Problem requirements: Each line from the one holding "pub const UNITS: [&str;" to the last line below must be written out exactly, with no other output.

Data excerpts
//! Run-time configuration object + fluent builder.

use crate::core::{
    color::AnsiCode,
    constants::{DEFAULT_BINS, DEFAULT_WIDTH},
    error::ConfigError,
    format::NumberFormat,
};

/// Immutable parameters handed to the chart renderers.
#[derive(Debug, Clone, PartialEq)]
pub struct Config {
    pub title: Option<String>,
    /// Longest bar, in ticks.
    pub width: usize,
    pub format: NumberFormat,
    pub suffix: String,
    pub no_labels: bool,
    pub no_values: bool,
    pub space_between: bool,
    pub vertical: bool,
    pub stacked: bool,
    pub histogram: bool,
    pub bins: usize,
    pub different_scale: bool,
    pub label_before: bool,
    pub percentage: bool,
    pub no_readable: bool,
    pub custom_tick: Option<String>,
    /// One per category, or a single one for histograms.
    pub colors: Option<Vec<AnsiCode>>,
}

impl Config {
    #[inline]
    #[must_use]
    pub fn builder() -> ConfigBuilder {
        ConfigBuilder::new()
    }
}

impl Default for Config {
    fn default() -> Self {
        Self {
            title: None,
            width: DEFAULT_WIDTH,
            format: NumberFormat::default(),
            suffix: String::new(),
            no_labels: false,
            no_values: false,
            space_between: false,
            vertical: false,
            stacked: false,
            histogram: false,
            bins: DEFAULT_BINS,
            different_scale: false,
            label_before: false,
            percentage: false,
            no_readable: false,
            custom_tick: None,
            colors: None,
        }
    }
}

/// A loosely typed option value, checked against the option's kind by
/// [`ConfigBuilder::set`].
#[derive(Debug, Clone, PartialEq)]
pub enum OptionValue {
    Bool(bool),
    Int(usize),
    Str(String),
    Colors(Vec<AnsiCode>),
    None,
}

impl From<bool> for OptionValue {
    fn from(v: bool) -> Self {
        Self::Bool(v)
    }
}
impl From<usize> for OptionValue {
    fn from(v: usize) -> Self {
        Self::Int(v)
    }
}
impl From<&str> for OptionValue {
    fn from(v: &str) -> Self {
        Self::Str(v.to_owned())
    }
}
impl From<String> for OptionValue {
    fn from(v: String) -> Self {
        Self::Str(v)
    }
}
impl From<Vec<AnsiCode>> for OptionValue {
    fn from(v: Vec<AnsiCode>) -> Self {
        Self::Colors(v)
    }
}

/// Every option name accepted by [`ConfigBuilder::set`].
pub const OPTION_NAMES: [&str; 17] = [
    "title",
    "width",
    "format",
    "suffix",
    "no_labels",
    "no_values",
    "space_between",
    "colors",
    "vertical",
    "stacked",
    "histogram",
    "bins",
    "different_scale",
    "custom_tick",
    "label_before",
    "percentage",
    "no_readable",
];

/// Fluent builder; the numeric template is parsed in `build`.
#[derive(Debug, Clone)]
pub struct ConfigBuilder {
    cfg: Config,
    format: Option<String>,
}

impl Default for ConfigBuilder {
    fn default() -> Self {
        Self::new()
    }
}

impl ConfigBuilder {
    #[must_use]
    pub fn new() -> Self {
        Self {
            cfg: Config::default(),
            format: None,
        }
    }

    #[inline]
    #[must_use]
    pub fn title(mut self, t: impl Into<String>) -> Self {
        self.cfg.title = Some(t.into());
        self
    }
    #[inline]
    #[must_use]
    pub fn title_opt(mut self, t: Option<&str>) -> Self {
        if let Some(t) = t {
            self.cfg.title = Some(t.to_owned());
        }
        self
    }
    #[inline]
    #[must_use]
    pub fn width(mut self, w: usize) -> Self {
        self.cfg.width = w;
        self
    }
    #[inline]
    #[must_use]
    pub fn format(mut self, f: impl Into<String>) -> Self {
        self.format = Some(f.into());
        self
    }
    #[inline]
    #[must_use]
    pub fn suffix(mut self, s: impl Into<String>) -> Self {
        self.cfg.suffix = s.into();
        self
    }
    #[inline]
    #[must_use]
    pub fn no_labels(mut self, v: bool) -> Self {
        self.cfg.no_labels = v;
        self
    }
    #[inline]
    #[must_use]
    pub fn no_values(mut self, v: bool) -> Self {
        self.cfg.no_values = v;
        self
    }
    #[inline]
    #[must_use]
    pub fn space_between(mut self, v: bool) -> Self {
        self.cfg.space_between = v;
        self
    }
    #[inline]
    #[must_use]
    pub fn vertical(mut self, v: bool) -> Self {
        self.cfg.vertical = v;
        self
    }
    #[inline]
    #[must_use]
    pub fn stacked(mut self, v: bool) -> Self {
        self.cfg.stacked = v;
        self
    }
    #[inline]
    #[must_use]
    pub fn histogram(mut self, v: bool) -> Self {
        self.cfg.histogram = v;
        self
    }
    #[inline]
    #[must_use]
    pub fn bins(mut self, n: usize) -> Self {
        self.cfg.bins = n;
        self
    }
    #[inline]
    #[must_use]
    pub fn different_scale(mut self, v: bool) -> Self {
        self.cfg.different_scale = v;
        self
    }
    #[inline]
    #[must_use]
    pub fn label_before(mut self, v: bool) -> Self {
        self.cfg.label_before = v;
        self
    }
    #[inline]
    #[must_use]
    pub fn percentage(mut self, v: bool) -> Self {
        self.cfg.percentage = v;
        self
    }
    #[inline]
    #[must_use]
    pub fn no_readable(mut self, v: bool) -> Self {
        self.cfg.no_readable = v;
        self
    }
    #[inline]
    #[must_use]
    pub fn custom_tick(mut self, t: impl Into<String>) -> Self {
        let t = t.into();
        self.cfg.custom_tick = (!t.is_empty()).then_some(t);
        self
    }
    #[inline]
    #[must_use]
    pub fn colors(mut self, c: Vec<AnsiCode>) -> Self {
        self.cfg.colors = Some(c);
        self
    }

    /// Set an option by name.  Unknown names and values of the wrong kind
    /// are rejected here, not when the chart is drawn.
    pub fn set(self, name: &str, value: impl Into<OptionValue>) -> Result<Self, ConfigError> {
        use OptionValue as V;

        let value = value.into();
        let Some(&name) = OPTION_NAMES.iter().find(|n| **n == name) else {
            return Err(ConfigError::UnknownOption(name.to_owned()));
        };
        let wrong = |expected| ConfigError::OptionType { name, expected };

        Ok(match (name, value) {
            ("title", V::Str(s)) => self.title(s),
            ("title", V::None) => {
                let mut b = self;
                b.cfg.title = None;
                b
            }
            ("title", _) => return Err(wrong("a string or nothing")),
            ("width", V::Int(n)) => self.width(n),
            ("bins", V::Int(n)) => self.bins(n),
            ("width" | "bins", _) => return Err(wrong("an integer")),
            ("format", V::Str(s)) => self.format(s),
            ("suffix", V::Str(s)) => self.suffix(s),
            ("custom_tick", V::Str(s)) => self.custom_tick(s),
            ("custom_tick", V::None) => self.custom_tick(""),
            ("format" | "suffix" | "custom_tick", _) => return Err(wrong("a string")),
            ("colors", V::Colors(c)) => self.colors(c),
            ("colors", V::None) => {
                let mut b = self;
                b.cfg.colors = None;
                b
            }
            ("colors", _) => return Err(wrong("a list of colors")),
            (flag, V::Bool(v)) => self.flag(flag, v),
            (_, _) => return Err(wrong("a boolean")),
        })
    }

    fn flag(self, name: &str, v: bool) -> Self {
        match name {
            "no_labels" => self.no_labels(v),
            "no_values" => self.no_values(v),
            "space_between" => self.space_between(v),
            "vertical" => self.vertical(v),
            "stacked" => self.stacked(v),
            "histogram" => self.histogram(v),
            "different_scale" => self.different_scale(v),
            "label_before" => self.label_before(v),
            "percentage" => self.percentage(v),
            "no_readable" => self.no_readable(v),
            _ => self,
        }
    }

    pub fn build(self) -> Result<Config, ConfigError> {
        let mut cfg = self.cfg;
        if cfg.width == 0 {
            return Err(ConfigError::ZeroWidth);
        }
        if cfg.bins == 0 {
            return Err(ConfigError::ZeroBins);
        }
        if let Some(f) = self.format {
            cfg.format = NumberFormat::parse(&f)?;
        }
        Ok(cfg)
    }
}

#[cfg(test)]
mod tests {
    use super::*;

    #[test]
    fn defaults() {
        let cfg = Config::builder().build().unwrap();
        assert_eq!(cfg.width, 50);
        assert_eq!(cfg.bins, 5);
        assert_eq!(cfg.format.as_str(), "{:<5.2f}");
        assert!(cfg.colors.is_none());
        assert_eq!(cfg, Config::default());
    }

    #[test]
    fn named_options() {
        let cfg = Config::builder()
            .set("width", 20usize)
            .and_then(|b| b.set("stacked", true))
            .and_then(|b| b.set("suffix", " kg"))
            .and_then(|b| b.set("colors", vec![AnsiCode::red()]))
            .and_then(ConfigBuilder::build)
            .unwrap();
        assert_eq!(cfg.width, 20);
        assert!(cfg.stacked);
        assert_eq!(cfg.suffix, " kg");
        assert_eq!(cfg.colors, Some(vec![AnsiCode::red()]));
    }

    #[test]
    fn unknown_option_is_rejected() {
        let err = Config::builder().set("colour", true).unwrap_err();
        assert_eq!(err, ConfigError::UnknownOption("colour".into()));
    }

    #[test]
    fn mistyped_option_is_rejected() {
        assert_eq!(
            Config::builder().set("width", "wide").unwrap_err(),
            ConfigError::OptionType {
                name: "width",
                expected: "an integer"
            }
        );
        assert!(matches!(
            Config::builder().set("stacked", 3usize),
            Err(ConfigError::OptionType { name: "stacked", .. })
        ));
        assert!(matches!(
            Config::builder().set("suffix", false),
            Err(ConfigError::OptionType { name: "suffix", .. })
        ));
    }

    #[test]
    fn build_validates() {
        assert_eq!(
            Config::builder().width(0).build().unwrap_err(),
            ConfigError::ZeroWidth
        );
        assert_eq!(
            Config::builder().bins(0).build().unwrap_err(),
            ConfigError::ZeroBins
        );
        assert!(matches!(
            Config::builder().format("{:.2q}").build(),
            Err(ConfigError::Format(_))
        ));
    }

    #[test]
    fn empty_custom_tick_means_default() {
        let cfg = Config::builder().custom_tick("").build().unwrap();
        assert_eq!(cfg.custom_tick, None);
        let cfg = Config::builder().custom_tick("*").build().unwrap();
        assert_eq!(cfg.custom_tick.as_deref(), Some("*"));
    }
}
//! Aggregates the “business logic” layer.

pub mod bounds;
pub mod color;
pub mod config;
pub mod constants;
pub mod data;
pub mod error;
pub mod format;
pub mod readable;

// re-export frequently-used items for convenience
pub use color::{AnsiCode, ColorError, colorize};
pub use config::{Config, ConfigBuilder, OptionValue};
pub use constants::{DEFAULT_BINS, DEFAULT_FORMAT, DEFAULT_WIDTH, SM_TICK, TICK};
pub use data::Table;
pub use error::{ConfigError, DataError, GraphError, ParseError};
pub use format::{NumberFormat, shortest};
pub use readable::format_readable;
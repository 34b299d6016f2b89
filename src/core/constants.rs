//! A collection of constants.

/// One unit of normalized magnitude.
pub const TICK: &str = "▇";
/// Marks a value that is non-zero but shorter than one full tick.
pub const SM_TICK: &str = "▏";

/// Base-1000 unit suffixes for human readable numbers.
pub const UNITS: [&str; 5] = ["", "K", "M", "B", "T"];

/// Bars are at most 50 ticks long unless told otherwise.
pub const DEFAULT_WIDTH: usize = 50;
/// Histograms split the value range into 5 buckets by default.
pub const DEFAULT_BINS: usize = 5;
/// Two decimals, left aligned in a five character field.
///
/// 1.0 becomes `"1.00 "`
pub const DEFAULT_FORMAT: &str = "{:<5.2f}";
/// Fields are split on commas unless the line has none.
pub const DEFAULT_DELIM: &str = ",";

/// Room kept for `": "` after a label.
pub const LABEL_GUTTER: usize = 2;
/// Room kept for the value printed after a bar when fitting to the terminal.
pub const TAIL_RESERVE: usize = 12;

Finished exercise:
pub const UNITS: [&str; 5] = ["", "K", "M", "B", "T"];

/// Bars are at most 50 ticks long unless told otherwise.
pub const DEFAULT_WIDTH: usize = 50;
/// Histograms split the value range into 5 buckets by default.
pub const DEFAULT_BINS: usize = 5;
/// Two decimals, left aligned in a five character field.
///
/// 1.0 becomes `"1.00 "`
pub const DEFAULT_FORMAT: &str = "{:<5.2f}";
/// Fields are split on commas unless the line has none.
pub const DEFAULT_DELIM: &str = ",";

/// Room kept for `": "` after a label.
pub const LABEL_GUTTER: usize = 2;
/// Room kept for the value printed after a bar when fitting to the terminal.
pub const TAIL_RESERVE: usize = 12;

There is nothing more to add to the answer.